Le refus de participer au cirque électoral ne s’impose pas de manière évidente au prolétariat du fait que cette mystification est étroitement liée à ce qui constitue le cœur de l’idéologie de la classe dominante, la démocratie. Toute la vie sociale dans le capitalisme est organisée par la bourgeoisie autour du mythe de l’Etat “démocratique”. Ce mythe est fondé sur l’idée mensongère suivant laquelle tous les citoyens sont “égaux” et “libres” de “choisir”, par le vote, leurs représentants politiques et le parlement est présenté comme le reflet de la “volonté populaire”. Cette escroquerie idéologique est difficile à déjouer pour la classe ouvrière du fait que la mystification électorale s’appuie en partie sur certaines vérités. La bourgeoisie utilise, en la falsifiant, l’histoire du mouvement ouvrier en rappelant les luttes héroïques du prolétariat pour conquérir le droit de vote. Face aux grossiers mensonges propagandistes, il est nécessaire de revenir aux véritables positions défendues par le mouvement ouvrier et ses organisations révolutionnaires. Et cela, non pas en soi, mais en fonction des différentes périodes de l’évolution du capitalisme et des besoins de la lutte révolutionnaire du prolétariat.

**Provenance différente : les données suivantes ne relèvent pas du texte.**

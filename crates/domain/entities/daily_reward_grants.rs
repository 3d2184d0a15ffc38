use chrono::{DateTime, NaiveDate, Utc};
use diesel::prelude::*;
use uuid::Uuid;

use crate::infra::db::postgres::schema::daily_reward_grants;

/// One row per (user, calendar day). The composite primary key is what makes
/// the daily grant exactly-once under concurrent requests.
#[derive(Debug, Clone, Identifiable, Selectable, Queryable)]
#[diesel(table_name = daily_reward_grants)]
#[diesel(primary_key(user_id, grant_date))]
pub struct DailyRewardGrantEntity {
    pub user_id: Uuid,
    pub grant_date: NaiveDate,
    pub ledger_entry_id: Uuid,
    pub created_at: DateTime<Utc>,
}

#[derive(Debug, Clone, Insertable)]
#[diesel(table_name = daily_reward_grants)]
pub struct InsertDailyRewardGrantEntity {
    pub user_id: Uuid,
    pub grant_date: NaiveDate,
    pub ledger_entry_id: Uuid,
}
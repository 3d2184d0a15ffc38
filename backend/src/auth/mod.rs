use axum::{
    async_trait,
    extract::FromRequestParts,
    http::{StatusCode, request::Parts},
};
use jsonwebtoken::{DecodingKey, Validation, decode};
use serde::{Deserialize, Serialize};
use std::sync::Arc;
use uuid::Uuid;

use crate::config::config_model::DotEnvyConfig;

#[derive(Debug, Serialize, Deserialize)]
pub struct SupabaseClaims {
    pub sub: String,
    pub aud: String,
    pub role: String,
    pub email: Option<String>,
    pub exp: usize,
}

#[derive(Debug, Clone)]
pub struct AuthUser {
    pub user_id: Uuid,
    pub email: Option<String>,
    pub role: String,
}

#[derive(Debug)]
pub struct AuthError(anyhow::Error);

impl From<anyhow::Error> for AuthError {
    fn from(err: anyhow::Error) -> Self {
        AuthError(err)
    }
}

// Tell axum how to convert `AuthError` into a response.
impl axum::response::IntoResponse for AuthError {
    fn into_response(self) -> axum::response::Response {
        (
            StatusCode::UNAUTHORIZED,
            format!("Unauthorized: {}", self.0),
        )
            .into_response()
    }
}

pub fn validate_supabase_jwt(token: &str, jwt_secret: &str) -> Result<SupabaseClaims, AuthError> {
    let decoding_key = DecodingKey::from_secret(jwt_secret.as_bytes());
    let mut validation = Validation::new(jsonwebtoken::Algorithm::HS256);
    validation.set_audience(&["authenticated", "service_role"]);

    let token_data = decode::<SupabaseClaims>(token, &decoding_key, &validation)
        .map_err(|e| anyhow::anyhow!("JWT validation failed: {}", e))?;

    Ok(token_data.claims)
}

/// Pulls the bearer token out of a request, preferring the Authorization
/// header and falling back to the Supabase access-token cookie set by the
/// web client.
pub fn extract_bearer_token(headers: &axum::http::HeaderMap) -> Option<String> {
    if let Some(auth_header) = headers.get(axum::http::header::AUTHORIZATION) {
        if let Ok(auth_str) = auth_header.to_str() {
            if let Some(token) = auth_str.strip_prefix("Bearer ") {
                return Some(token.to_string());
            }
        }
    }

    headers
        .get(axum::http::header::COOKIE)
        .and_then(|value| value.to_str().ok())
        .and_then(access_token_from_cookie_header)
}

pub fn access_token_from_cookie_header(cookie_header: &str) -> Option<String> {
    cookie_header
        .split(';')
        .map(|pair| pair.trim())
        .find_map(|pair| {
            let (name, value) = pair.split_once('=')?;
            if name == "sb-access-token" {
                Some(value.to_string())
            } else {
                None
            }
        })
}

#[async_trait]
impl<S> FromRequestParts<S> for AuthUser
where
    S: Send + Sync,
{
    type Rejection = (StatusCode, String);

    async fn from_request_parts(parts: &mut Parts, _state: &S) -> Result<Self, Self::Rejection> {
        let token = extract_bearer_token(&parts.headers).ok_or((
            StatusCode::UNAUTHORIZED,
            "Missing Authorization header".to_string(),
        ))?;

        // Loaded once at startup and attached as an extension in http_serve.
        let config = parts.extensions.get::<Arc<DotEnvyConfig>>().ok_or((
            StatusCode::INTERNAL_SERVER_ERROR,
            "Server configuration missing".to_string(),
        ))?;

        let claims = validate_supabase_jwt(&token, &config.supabase.jwt_secret)
            .map_err(|e| (StatusCode::UNAUTHORIZED, e.0.to_string()))?;

        let user_id = Uuid::parse_str(&claims.sub).map_err(|_| {
            (
                StatusCode::UNAUTHORIZED,
                "Invalid user ID in token".to_string(),
            )
        })?;

        Ok(AuthUser {
            user_id,
            email: claims.email,
            role: claims.role,
        })
    }
}

#[cfg(test)]
mod tests;
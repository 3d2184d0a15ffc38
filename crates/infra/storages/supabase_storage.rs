use anyhow::{Context, Result};
use async_trait::async_trait;
use aws_sdk_s3::{
    error::{ProvideErrorMetadata, SdkError},
    operation::delete_object::DeleteObjectError,
    operation::put_object::PutObjectError,
    primitives::ByteStream,
};

use crate::domain::repositories::storage::MediaStorageClient;

use super::s3::{S3Config, build_s3_client};

#[derive(Debug, Clone)]
pub struct SupabaseStorageConfig {
    pub endpoint: String,
    pub region: String,
    pub bucket: String,
    pub access_key: String,
    pub secret_key: String,
    /// Project URL used to build public object URLs, e.g.
    /// `https://xyz.supabase.co`.
    pub project_url: String,
}

pub struct SupabaseStorageClient {
    client: aws_sdk_s3::Client,
    bucket: String,
    public_base_url: String,
}

impl SupabaseStorageClient {
    pub async fn new(config: SupabaseStorageConfig) -> Result<Self> {
        let client = build_s3_client(&S3Config {
            endpoint: config.endpoint,
            region: config.region,
            access_key: config.access_key,
            secret_key: config.secret_key,
            force_path_style: true,
            connect_timeout_secs: 10,
            read_timeout_secs: 60,
        })
        .await
        .context("failed to build Supabase s3 client")?;

        // Public bucket URL layout:
        // https://supabase.com/docs/guides/storage/serving/downloads
        let public_base_url = format!(
            "{}/storage/v1/object/public/{}",
            config.project_url.trim_end_matches('/'),
            config.bucket
        );

        Ok(Self {
            client,
            bucket: config.bucket,
            public_base_url,
        })
    }
}

#[async_trait]
impl MediaStorageClient for SupabaseStorageClient {
    async fn upload_media(
        &self,
        object_key: &str,
        bytes: Vec<u8>,
        content_type: &str,
    ) -> Result<()> {
        let body = ByteStream::from(bytes);

        self.client
            .put_object()
            .bucket(&self.bucket)
            .key(object_key)
            .body(body)
            .content_type(content_type)
            .send()
            .await
            .map_err(|err| map_put_object_error(err, &self.bucket, object_key))?;

        Ok(())
    }

    /// Supabase Storage S3-compatible API reference:
    /// https://supabase.com/docs/guides/storage/s3/compatibility
    async fn delete_object(&self, object_key: &str) -> Result<()> {
        self.client
            .delete_object()
            .bucket(&self.bucket)
            .key(object_key)
            .send()
            .await
            .map_err(|err| map_delete_object_error(err, &self.bucket, object_key))?;

        Ok(())
    }

    fn public_url(&self, object_key: &str) -> String {
        format!("{}/{}", self.public_base_url, object_key)
    }
}

fn map_put_object_error(
    err: SdkError<PutObjectError>,
    bucket: &str,
    object_key: &str,
) -> anyhow::Error {
    if let SdkError::ServiceError(service_err) = &err {
        let raw = service_err.raw();
        let status = raw.status().as_u16();
        let code = service_err.err().code().unwrap_or("unknown");
        let message = service_err.err().message().unwrap_or_default();
        let body = raw
            .body()
            .bytes()
            .map(|b| String::from_utf8_lossy(b).trim().to_owned())
            .filter(|b| !b.is_empty())
            .unwrap_or_default();

        let mut detail = format!(
            "failed to upload media to Supabase Storage (status {}, code {})",
            status, code
        );

        if !message.is_empty() {
            detail.push_str(&format!(": {}", message));
        }

        detail.push_str(&format!(" [bucket={}, key={}]", bucket, object_key));

        if !body.is_empty() {
            // Keep a short preview of the response body for debugging.
            let preview = body.chars().take(512).collect::<String>();
            detail.push_str(&format!("; body={}", preview));
        }

        return anyhow::anyhow!(detail);
    }

    anyhow::Error::new(err).context("failed to upload media to Supabase Storage")
}

fn map_delete_object_error(
    err: SdkError<DeleteObjectError>,
    bucket: &str,
    object_key: &str,
) -> anyhow::Error {
    if let SdkError::ServiceError(service_err) = &err {
        let raw = service_err.raw();
        let status = raw.status().as_u16();
        let code = service_err.err().code().unwrap_or("unknown");
        let message = service_err.err().message().unwrap_or_default();
        let body = raw
            .body()
            .bytes()
            .map(|b| String::from_utf8_lossy(b).trim().to_owned())
            .filter(|b| !b.is_empty())
            .unwrap_or_default();

        let mut detail = format!(
            "failed to delete Supabase Storage object (status {}, code {})",
            status, code
        );

        if !message.is_empty() {
            detail.push_str(&format!(": {}", message));
        }

        detail.push_str(&format!(" [bucket={}, key={}]", bucket, object_key));

        if !body.is_empty() {
            let preview = body.chars().take(512).collect::<String>();
            detail.push_str(&format!("; body={}", preview));
        }

        return anyhow::anyhow!(detail);
    }

    anyhow::Error::new(err).context("failed to delete object from Supabase Storage")
}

La question des élections au 19e siècle dans la phase ascendante du capitalisme

Le 19e siècle est la période du plein développement du capitalisme pendant laquelle la bourgeoisie utilise le suffrage universel et le Parlement pour lutter contre la noblesse et ses fractions rétrogrades. Comme le souligne Rosa Luxemburg, en 1904, dans son texte Social-démocratie et parlementarisme : Le parlementarisme, loin d’être un produit absolu du développement démocratique, du progrès de l’humanité et d’autres belles choses de ce genre, est au contraire une forme historique déterminée de la domination de classe de la bourgeoisie et ceci n’est que le revers de cette domination, de sa lutte contre le féodalisme. Le parlementarisme bourgeois n’est une forme vivante qu’aussi longtemps que dure le conflit entre la bourgeoisie et le féodalisme”. Avec le développement du mode de production capitaliste, la bourgeoisie abolit le servage et étend le salariat pour les besoins de son économie. Le Parlement est l’arène où les différents partis bourgeois s’affrontent pour décider de la composition et des orientations du gouvernement en charge de l’exécutif. Le Parlement est le centre de la vie politique bourgeoise mais, dans ce système démocratique parlementaire, seuls les notables sont électeurs. Les prolétaires n’ont pas le droit à la parole, ni le droit de s’organiser.

Sous l’impulsion de la 1ère puis de la 2e Internationale, les ouvriers vont engager des luttes sociales d’envergure, souvent au prix de leur vie, pour obtenir des améliorations de leurs conditions de vie (réduction du temps de travail de 14 à 10 heures, interdiction du travail des enfants et des travaux pénibles pour les femmes…). Dans la mesure où le capitalisme était alors un système en pleine expansion, son renversement par la révolution prolétarienne n’était pas encore à l’ordre du jour. C’est la raison pour laquelle la lutte revendicative sur le terrain économique au moyen des syndicats et la lutte de ses partis politiques sur le terrain parlementaire permettaient au prolétariat d’arracher des réformes à son avantage. Une telle participation lui permettait à la fois de faire pression en faveur de ces réformes, d’utiliser les campagnes électorales comme moyen de propagande et d’agitation autour du programme prolétarien et d’employer le Parlement comme tribune de dénonciation de l’ignominie de la politique bourgeoise. C’est pour cela que la lutte pour le suffrage universel a constitué, tout au long du 19e siècle, dans un grand nombre de pays, une des occasions majeures de mobilisation du prolétariat”. (1) Ce sont ces positions que Marx et Engels vont défendre tout au long de cette période d’ascendance du capitalisme pour expliquer leur soutien à la participation du prolétariat aux élections.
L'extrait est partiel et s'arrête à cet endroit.